EXTRACTED RECORDS:

impl CacheBackend for InMemoryBackend {
    fn cache_identifier(&self) -> &str {
        &self.options.cache_identifier
    }

    async fn set(
        &self,
        entry_identifier: &str,
        data: Vec<u8>,
        tags: &[&str],
        lifetime: Option<Duration>,
    ) -> Result<()> {
        let mut keyspace = self.keyspace.write().await;
        if keyspace.exists(&self.keys.frozen()) {
            return Err(self.frozen_error());
        }

        let expiry = self.options.resolve_lifetime(lifetime);
        keyspace.set_bytes(&self.keys.entry(entry_identifier), data, expiry);
        keyspace.rpush(&self.keys.entries(), entry_identifier);
        self.unlink_tags(&mut keyspace, entry_identifier);
        for tag in tags {
            keyspace.sadd(&self.keys.tag(tag), entry_identifier);
            keyspace.sadd(&self.keys.tags(entry_identifier), tag);
        }

        debug!(
            "✓ InMemory SET {} ({} tags, expiry: {:?})",
            entry_identifier,
            tags.len(),
            expiry
        );
        Ok(())
    }

    async fn get(&self, entry_identifier: &str) -> Result<Option<Vec<u8>>> {
        let keyspace = self.keyspace.read().await;
        let data = keyspace.get_bytes(&self.keys.entry(entry_identifier));
        if data.is_some() {
            debug!("✓ InMemory GET {} -> HIT", entry_identifier);
        } else {
            debug!("✓ InMemory GET {} -> MISS", entry_identifier);
        }
        Ok(data)
    }

    async fn has(&self, entry_identifier: &str) -> Result<bool> {
        let keyspace = self.keyspace.read().await;
        Ok(keyspace.exists(&self.keys.entry(entry_identifier)))
    }

    async fn remove(&self, entry_identifier: &str) -> Result<bool> {
        let mut keyspace = self.keyspace.write().await;
        if keyspace.exists(&self.keys.frozen()) {
            return Err(self.frozen_error());
        }

        keyspace.del(&self.keys.entry(entry_identifier));
        self.unlink_tags(&mut keyspace, entry_identifier);
        keyspace.lrem_all(&self.keys.entries(), entry_identifier);

        debug!("✓ InMemory REMOVE {}", entry_identifier);
        Ok(true)
    }

    async fn flush(&self) -> Result<()> {
        let mut keyspace = self.keyspace.write().await;
        let entries_key = self.keys.entries();

        for entry_identifier in keyspace.lrange_all(&entries_key) {
            keyspace.del(&self.keys.entry(&entry_identifier));
            let tags_key = self.keys.tags(&entry_identifier);
            for tag in keyspace.smembers(&tags_key) {
                keyspace.del(&self.keys.tag(&tag));
            }
            keyspace.del(&tags_key);
        }
        keyspace.del(&entries_key);
        keyspace.del(&self.keys.frozen());

        warn!(
            "⚠ InMemory FLUSH executed - cache \"{}\" cleared",
            self.options.cache_identifier
        );
        Ok(())
    }

    async fn collect_garbage(&self) -> Result<u64> {
        let mut keyspace = self.keyspace.write().await;
        let evicted = keyspace.evict_expired();
        if keyspace.exists(&self.keys.frozen()) {
            return Ok(0);
        }

        let entries_key = self.keys.entries();
        let mut seen = HashSet::new();
        let mut pruned = 0;
        for entry_identifier in keyspace.lrange_all(&entries_key) {
            if !seen.insert(entry_identifier.clone()) {
                continue;
            }
            if keyspace.exists(&self.keys.entry(&entry_identifier)) {
                continue;
            }
            self.unlink_tags(&mut keyspace, &entry_identifier);
            keyspace.lrem_all(&entries_key, &entry_identifier);
            pruned += 1;
        }

        debug!(
            "✓ InMemory GC pruned {} identifiers ({} expired keys evicted)",
            pruned, evicted
        );
        Ok(pruned)
    }
}

impl TaggableBackend for InMemoryBackend {
    async fn flush_by_tag(&self, tag: &str) -> Result<u64> {
        let mut keyspace = self.keyspace.write().await;
        if keyspace.exists(&self.keys.frozen()) {
            return Err(self.frozen_error());
        }

        let affected = keyspace.smembers(&self.keys.tag(tag));
        for entry_identifier in &affected {
            keyspace.del(&self.keys.entry(entry_identifier));
            self.unlink_tags(&mut keyspace, entry_identifier);
        }

        debug!(
            "✓ InMemory FLUSH_BY_TAG {} ({} entries)",
            tag,
            affected.len()
        );
        Ok(affected.len() as u64)
    }

    async fn find_identifiers_by_tag(&self, tag: &str) -> Result<HashSet<String>> {
        let keyspace = self.keyspace.read().await;
        Ok(keyspace.smembers(&self.keys.tag(tag)))
    }
}

impl FreezableBackend for InMemoryBackend {
    async fn freeze(&self) -> Result<()> {
        let mut keyspace = self.keyspace.write().await;
        let frozen_key = self.keys.frozen();
        if keyspace.exists(&frozen_key) {
            return Err(self.frozen_error());
        }

        let entries = keyspace.lrange_all(&self.keys.entries());
        for entry_identifier in &entries {
            keyspace.persist(&self.keys.entry(entry_identifier));
        }
        keyspace.set_bytes(&frozen_key, b"1".to_vec(), None);

        info!(
            "✓ InMemory FREEZE cache \"{}\" ({} entries persisted)",
            self.options.cache_identifier,
            entries.len()
        );
        Ok(())
    }

    async fn is_frozen(&self) -> Result<bool> {
        let keyspace = self.keyspace.read().await;
        Ok(keyspace.exists(&self.keys.frozen()))
    }
}

impl IterableBackend for InMemoryBackend {
    fn rewind(&mut self) {
        self.entry_cursor = 0;
    }

    fn next(&mut self) {
        self.entry_cursor += 1;
    }

    async fn key(&self) -> Result<Option<String>> {
        let keyspace = self.keyspace.read().await;
        Ok(keyspace.lindex(&self.keys.entries(), self.entry_cursor))
    }
}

REQUIREMENT:
When a line in the records contains the string "HashSet", it counts; state how many lines count, with no other words.

ANSWER SPACE:
2